[Collected data]
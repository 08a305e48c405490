// ABOUTME: Full-reload mirror of the remote pantry inventory
// ABOUTME: Exposes lookup by ingredient id; mutated only by complete reloads
//
// SPDX-License-Identifier: MIT OR Apache-2.0
// Copyright (c) 2025 Larder Project

//! # Inventory Mirror
//!
//! Holds the user's current pantry quantities fetched from the backing
//! store. The mirror is never patched incrementally: every mutation path
//! (shopping list completion, explicit inventory edits) reloads it in full,
//! because partial local patches are unsafe against concurrent multi-device
//! edits.

use std::sync::{Arc, PoisonError, RwLock};

use tracing::debug;

use crate::errors::AppResult;
use crate::models::InventoryItem;
use crate::remote::RemoteCatalog;

/// Read mirror of the remote pantry inventory
pub struct InventoryMirror {
    remote: Arc<dyn RemoteCatalog>,
    items: RwLock<Vec<InventoryItem>>,
}

impl InventoryMirror {
    /// Create an empty mirror; call [`reload`](Self::reload) to populate it
    #[must_use]
    pub fn new(remote: Arc<dyn RemoteCatalog>) -> Self {
        Self {
            remote,
            items: RwLock::new(Vec::new()),
        }
    }

    /// Replace the mirror contents with a full fetch from the backing store
    pub async fn reload(&self) -> AppResult<()> {
        let fetched = self.remote.fetch_inventory().await?;
        debug!(count = fetched.len(), "inventory mirror reloaded");
        *self.items.write().unwrap_or_else(PoisonError::into_inner) = fetched;
        Ok(())
    }

    /// Snapshot of every pantry line
    #[must_use]
    pub fn items(&self) -> Vec<InventoryItem> {
        self.items
            .read()
            .unwrap_or_else(PoisonError::into_inner)
            .clone()
    }

    /// Look up one pantry line by ingredient id
    #[must_use]
    pub fn lookup(&self, ingredient_id: i64) -> Option<InventoryItem> {
        self.items
            .read()
            .unwrap_or_else(PoisonError::into_inner)
            .iter()
            .find(|i| i.ingredient_id == ingredient_id)
            .cloned()
    }

    /// Quantity on hand for an ingredient, zero when absent
    #[must_use]
    pub fn quantity_of(&self, ingredient_id: i64) -> f64 {
        self.lookup(ingredient_id).map_or(0.0, |i| i.quantity)
    }
}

Task - Write the records out once more. Each line must match.

Expected output -
repository 08a305e48c405490
// ABOUTME: Full-reload mirror of the remote pantry inventory
// ABOUTME: Exposes lookup by ingredient id; mutated only by complete reloads
//
// SPDX-License-Identifier: MIT OR Apache-2.0
// Copyright (c) 2025 Larder Project

//! # Inventory Mirror
//!
//! Holds the user's current pantry quantities fetched from the backing
//! store. The mirror is never patched incrementally: every mutation path
//! (shopping list completion, explicit inventory edits) reloads it in full,
//! because partial local patches are unsafe against concurrent multi-device
//! edits.

use std::sync::{Arc, PoisonError, RwLock};

use tracing::debug;

use crate::errors::AppResult;
use crate::models::InventoryItem;
use crate::remote::RemoteCatalog;

/// Read mirror of the remote pantry inventory
pub struct InventoryMirror {
    remote: Arc<dyn RemoteCatalog>,
    items: RwLock<Vec<InventoryItem>>,
}

impl InventoryMirror {
    /// Create an empty mirror; call [`reload`](Self::reload) to populate it
    #[must_use]
    pub fn new(remote: Arc<dyn RemoteCatalog>) -> Self {
        Self {
            remote,
            items: RwLock::new(Vec::new()),
        }
    }

    /// Replace the mirror contents with a full fetch from the backing store
    pub async fn reload(&self) -> AppResult<()> {
        let fetched = self.remote.fetch_inventory().await?;
        debug!(count = fetched.len(), "inventory mirror reloaded");
        *self.items.write().unwrap_or_else(PoisonError::into_inner) = fetched;
        Ok(())
    }

    /// Snapshot of every pantry line
    #[must_use]
    pub fn items(&self) -> Vec<InventoryItem> {
        self.items
            .read()
            .unwrap_or_else(PoisonError::into_inner)
            .clone()
    }

    /// Look up one pantry line by ingredient id
    #[must_use]
    pub fn lookup(&self, ingredient_id: i64) -> Option<InventoryItem> {
        self.items
            .read()
            .unwrap_or_else(PoisonError::into_inner)
            .iter()
            .find(|i| i.ingredient_id == ingredient_id)
            .cloned()
    }

    /// Quantity on hand for an ingredient, zero when absent
    #[must_use]
    pub fn quantity_of(&self, ingredient_id: i64) -> f64 {
        self.lookup(ingredient_id).map_or(0.0, |i| i.quantity)
    }
}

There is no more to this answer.